• _TASK OBJECTIVE_:
Report each line of the listing that carries the word "Create".

• _DATA TO USE_:
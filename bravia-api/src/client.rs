use std::time::Duration;

use serde_json::Value;
use transport::{HttpTransport, Transport, TransportError, DEFAULT_TIMEOUT};

use crate::command::{CommandTable, IrCommand};
use crate::envelope::{check_ircc_response, parse_json_response};
use crate::error::{ApiError, Result};
use crate::operation::BraviaOperation;
use crate::operations::{
    ContentItem, GetContentList, GetContentListRequest, GetNetworkSettings, GetPlayingContentInfo,
    GetPowerStatus, GetRemoteControllerInfo, GetSourceList, GetSourceListRequest,
    GetSystemInformation, GetVolumeInformation, NetworkInterface, PlayingContentInfo, PowerStatus,
    SetAudioVolume, SetAudioVolumeRequest, SetPlayContent, SetPlayContentRequest, SetPowerStatus,
    SetPowerStatusRequest, SystemInformation, VolumeInfo,
};
use crate::request::{build_ircc_envelope, IRCC_SOAP_ACTION};
use crate::service::Service;
use crate::wol;

/// Header carrying the pre-shared key
const PSK_HEADER: &str = "X-Auth-PSK";

/// Tuner sources whose channels are listed by [`BraviaClient::load_source_list`]
const TUNER_SOURCES: [&str; 2] = ["tv:dvbc", "tv:dvbt"];

/// Source of the HDMI inputs
const HDMI_SOURCE: &str = "extInput:hdmi";

/// Audio output addressed by volume operations
const SPEAKER_TARGET: &str = "speaker";

/// A client for one Bravia television
///
/// The client owns the network transport and the device's remote-controller
/// command table. Every call is a blocking request/response exchange bounded
/// by the transport timeout; there is never more than one request in flight.
///
/// ```rust,no_run
/// use bravia_api::{BraviaClient, IrCommand};
///
/// let mut client = BraviaClient::new("192.168.1.191", "sony");
/// if client.get_power_status()?.is_active() {
///     client.send_command(IrCommand::VolumeUp)?;
/// }
/// # Ok::<(), bravia_api::ApiError>(())
/// ```
#[derive(Debug)]
pub struct BraviaClient {
    transport: Box<dyn Transport>,
    psk: String,
    mac_address: Option<String>,
    commands: CommandTable,
}

/// Builder for [`BraviaClient`]
#[derive(Debug, Clone)]
pub struct BraviaClientBuilder {
    host: String,
    psk: String,
    mac_address: Option<String>,
    timeout: Duration,
}

impl BraviaClientBuilder {
    /// MAC address used for Wake-on-LAN power-on
    pub fn mac_address(mut self, mac: impl Into<String>) -> Self {
        self.mac_address = Some(mac.into());
        self
    }

    /// Connect and read timeout for every request (default 5 seconds)
    pub fn timeout(mut self, timeout: Duration) -> Self {
        self.timeout = timeout;
        self
    }

    pub fn build(self) -> BraviaClient {
        let transport = HttpTransport::with_timeout(self.host, self.timeout);
        let mut client = BraviaClient::with_transport(Box::new(transport), self.psk);
        client.mac_address = self.mac_address;
        client
    }
}

impl BraviaClient {
    /// Create a client for the television at `host` using the default timeout
    pub fn new(host: impl Into<String>, psk: impl Into<String>) -> Self {
        Self::builder(host, psk).build()
    }

    pub fn builder(host: impl Into<String>, psk: impl Into<String>) -> BraviaClientBuilder {
        BraviaClientBuilder {
            host: host.into(),
            psk: psk.into(),
            mac_address: None,
            timeout: DEFAULT_TIMEOUT,
        }
    }

    /// Create a client on top of a custom transport
    pub fn with_transport(transport: Box<dyn Transport>, psk: impl Into<String>) -> Self {
        Self {
            transport,
            psk: psk.into(),
            mac_address: None,
            commands: CommandTable::new(),
        }
    }

    pub fn host(&self) -> &str {
        self.transport.host()
    }

    pub fn mac_address(&self) -> Option<&str> {
        self.mac_address.as_deref()
    }

    /// The command table as currently cached
    pub fn commands(&self) -> &CommandTable {
        &self.commands
    }

    /// Send one IR code and return the raw response body
    ///
    /// A SOAP fault is reported as [`ApiError::SoapFault`] whatever the HTTP
    /// status it came with.
    pub fn send_ircc(&self, code: &str) -> Result<String> {
        let body = build_ircc_envelope(code);
        let response = match self.transport.post(
            Service::Ircc.info().endpoint,
            &[
                (PSK_HEADER, self.psk.as_str()),
                ("SOAPACTION", IRCC_SOAP_ACTION),
                ("Content-Type", "text/xml; charset=UTF-8"),
            ],
            &body,
        ) {
            Ok(response) => response,
            Err(TransportError::Status { code, body }) => {
                return match check_ircc_response(&body) {
                    Err(fault @ ApiError::SoapFault(_)) => Err(fault),
                    _ => Err(ApiError::HttpStatus(code)),
                };
            }
            Err(e) => return Err(e.into()),
        };

        check_ircc_response(&response.body)?;
        Ok(response.body)
    }

    /// Post a JSON-RPC body to `service` and return the `result` list
    ///
    /// An error envelope sent with a non-success status is still reported as
    /// [`ApiError::DeviceError`].
    pub fn send_json(&self, service: Service, body: &str) -> Result<Vec<Value>> {
        let info = service.info();
        if !info.json {
            return Err(ApiError::InvalidParameter(format!(
                "{} does not take JSON-RPC requests",
                service.name()
            )));
        }

        let response = match self.transport.post(
            info.endpoint,
            &[
                (PSK_HEADER, self.psk.as_str()),
                ("Content-Type", "application/json; charset=UTF-8"),
            ],
            body,
        ) {
            Ok(response) => response,
            Err(TransportError::Status { code, body }) => {
                return match parse_json_response(&body) {
                    Err(error @ ApiError::DeviceError { .. }) => Err(error),
                    _ => Err(ApiError::HttpStatus(code)),
                };
            }
            Err(e) => return Err(e.into()),
        };

        parse_json_response(&response.body)
    }

    /// Execute a typed JSON-RPC operation
    pub fn execute<Op: BraviaOperation>(&self, request: &Op::Request) -> Result<Op::Response> {
        let body = Op::build_body(request)?;
        let result = self.send_json(Op::SERVICE, &body).map_err(|e| {
            let meta = Op::metadata();
            if e.is_unreachable() {
                tracing::debug!(service = meta.service, method = meta.method, "no reaction from TV: {}", e);
            } else {
                tracing::warn!(service = meta.service, method = meta.method, "request failed: {}", e);
            }
            e
        })?;
        Op::parse_result(&result)
    }

    /// Replace the command table with the one the device reports
    ///
    /// Returns the number of commands loaded.
    pub fn refresh_commands(&mut self) -> Result<usize> {
        self.commands = self.execute::<GetRemoteControllerInfo>(&())?;
        tracing::debug!(count = self.commands.len(), "loaded remote controller commands");
        Ok(self.commands.len())
    }

    /// IR code the device reports for `name`
    ///
    /// An empty table is refreshed first. Unknown names, and lookups while
    /// the refresh fails, return `None`.
    pub fn command_code(&mut self, name: &str) -> Option<String> {
        if self.commands.is_empty() {
            if let Err(e) = self.refresh_commands() {
                tracing::debug!("could not load remote controller commands: {}", e);
            }
        }
        self.commands.get(name).map(str::to_string)
    }

    /// IR code for `command`: the device's entry, else the built-in code
    pub fn resolve(&mut self, command: IrCommand) -> String {
        self.command_code(command.name())
            .unwrap_or_else(|| command.default_code().to_string())
    }

    /// Press a remote-control button
    pub fn send_command(&mut self, command: IrCommand) -> Result<()> {
        let code = self.resolve(command);
        tracing::debug!(command = command.name(), "sending IR command");
        self.send_ircc(&code)?;
        Ok(())
    }

    pub fn get_power_status(&self) -> Result<PowerStatus> {
        self.execute::<GetPowerStatus>(&())
    }

    pub fn get_playing_info(&self) -> Result<PlayingContentInfo> {
        self.execute::<GetPlayingContentInfo>(&())
    }

    pub fn get_system_info(&self) -> Result<SystemInformation> {
        self.execute::<GetSystemInformation>(&())
    }

    /// The first network interface the device reports
    pub fn get_network_info(&self) -> Result<Option<NetworkInterface>> {
        Ok(self.execute::<GetNetworkSettings>(&())?.into_iter().next())
    }

    /// Volume of the built-in speakers
    pub fn get_volume_info(&self) -> Result<Option<VolumeInfo>> {
        Ok(self
            .execute::<GetVolumeInformation>(&())?
            .into_iter()
            .find(|output| output.target == SPEAKER_TARGET))
    }

    /// Set the speaker volume, `0..=100`
    ///
    /// Out-of-range levels are logged and ignored.
    pub fn set_volume_level(&self, level: u8) -> Result<()> {
        if level > 100 {
            tracing::warn!(level, "ignoring volume level outside 0..=100");
            return Ok(());
        }
        self.execute::<SetAudioVolume>(&SetAudioVolumeRequest {
            target: SPEAKER_TARGET.to_string(),
            volume: level.to_string(),
        })
    }

    pub fn play_content(&self, uri: &str) -> Result<()> {
        self.execute::<SetPlayContent>(&SetPlayContentRequest {
            uri: uri.to_string(),
        })
    }

    /// Switch to the source or channel titled `title`
    ///
    /// Returns `false` when no such title is in the source list.
    pub fn select_source(&self, title: &str) -> Result<bool> {
        match self.load_source_list().into_iter().find(|item| item.title == title) {
            Some(item) => {
                self.play_content(&item.uri)?;
                Ok(true)
            }
            None => {
                tracing::debug!(title, "source not found");
                Ok(false)
            }
        }
    }

    /// All tuner channels (cable and terrestrial) followed by the HDMI inputs
    ///
    /// Failures end the affected listing early and are logged; whatever was
    /// collected up to that point is returned.
    pub fn load_source_list(&self) -> Vec<ContentItem> {
        let mut items = Vec::new();

        match self.execute::<GetSourceList>(&GetSourceListRequest {
            scheme: "tv".to_string(),
        }) {
            Ok(sources) => {
                for source in sources.iter().filter(|s| TUNER_SOURCES.contains(&s.source.as_str())) {
                    items.extend(self.get_content(&source.source));
                }
            }
            Err(e) => tracing::debug!("could not list tuner sources: {}", e),
        }

        match self.execute::<GetSourceList>(&GetSourceListRequest {
            scheme: "extInput".to_string(),
        }) {
            Ok(sources) if sources.iter().any(|s| s.source == HDMI_SOURCE) => {
                match self.execute::<GetContentList>(&GetContentListRequest {
                    source: HDMI_SOURCE.to_string(),
                    st_idx: 0,
                }) {
                    Ok(inputs) => items.extend(inputs),
                    Err(e) => tracing::debug!("could not list HDMI inputs: {}", e),
                }
            }
            Ok(_) => {}
            Err(e) => tracing::debug!("could not list external inputs: {}", e),
        }

        items
    }

    /// Page through `getContentList` for one source
    fn get_content(&self, source: &str) -> Vec<ContentItem> {
        let mut items = Vec::new();
        let mut index = 0u32;

        loop {
            let page = match self.execute::<GetContentList>(&GetContentListRequest {
                source: source.to_string(),
                st_idx: index,
            }) {
                Ok(page) => page,
                Err(e) => {
                    tracing::debug!(source, index, "content listing stopped: {}", e);
                    break;
                }
            };

            let Some(last) = page.last() else {
                break;
            };
            let next = last.index.map_or(index + page.len() as u32, |i| i + 1);
            index = next.max(index + 1);
            items.extend(page);
        }

        items
    }

    /// Power on through Wake-on-LAN when a MAC address is configured,
    /// otherwise through [`turn_on_command`](Self::turn_on_command)
    pub fn turn_on(&mut self) -> Result<()> {
        match self.mac_address.clone() {
            Some(mac) => wol::wake(&mac),
            None => self.turn_on_command().map(|_| ()),
        }
    }

    /// Power on with the power IR code and `setPowerStatus`
    ///
    /// Nothing is sent when the set already reports `active`; returns whether
    /// the wake signals went out. A failed power poll counts as "not active".
    pub fn turn_on_command(&mut self) -> Result<bool> {
        let active = self
            .get_power_status()
            .map(|status| status.is_active())
            .unwrap_or(false);
        if active {
            tracing::debug!("TV already active, not sending power-on");
            return Ok(false);
        }

        if let Err(e) = self.send_command(IrCommand::Power) {
            tracing::debug!("power IR command failed: {}", e);
        }
        self.execute::<SetPowerStatus>(&SetPowerStatusRequest {
            status: "true".to_string(),
        })?;
        Ok(true)
    }

    pub fn turn_off(&mut self) -> Result<()> {
        self.send_command(IrCommand::PowerOff)
    }

    pub fn volume_up(&mut self) -> Result<()> {
        self.send_command(IrCommand::VolumeUp)
    }

    pub fn volume_down(&mut self) -> Result<()> {
        self.send_command(IrCommand::VolumeDown)
    }

    /// Toggle mute
    pub fn mute(&mut self) -> Result<()> {
        self.send_command(IrCommand::Mute)
    }

    pub fn play(&mut self) -> Result<()> {
        self.send_command(IrCommand::Play)
    }

    pub fn pause(&mut self) -> Result<()> {
        self.send_command(IrCommand::Pause)
    }

    /// Pause live television (time-shift)
    pub fn tv_pause(&mut self) -> Result<()> {
        self.send_command(IrCommand::TvPause)
    }

    pub fn stop(&mut self) -> Result<()> {
        self.send_command(IrCommand::Stop)
    }

    pub fn next(&mut self) -> Result<()> {
        self.send_command(IrCommand::Next)
    }

    pub fn previous(&mut self) -> Result<()> {
        self.send_command(IrCommand::Prev)
    }

    /// Tear the client down, releasing the transport
    pub fn shutdown(self) {
        tracing::debug!(host = self.host(), "shutting down Bravia client");
    }
}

• _RESULT OF THIS TASK_:
    /// Create a client for the television at `host` using the default timeout
    /// Create a client on top of a custom transport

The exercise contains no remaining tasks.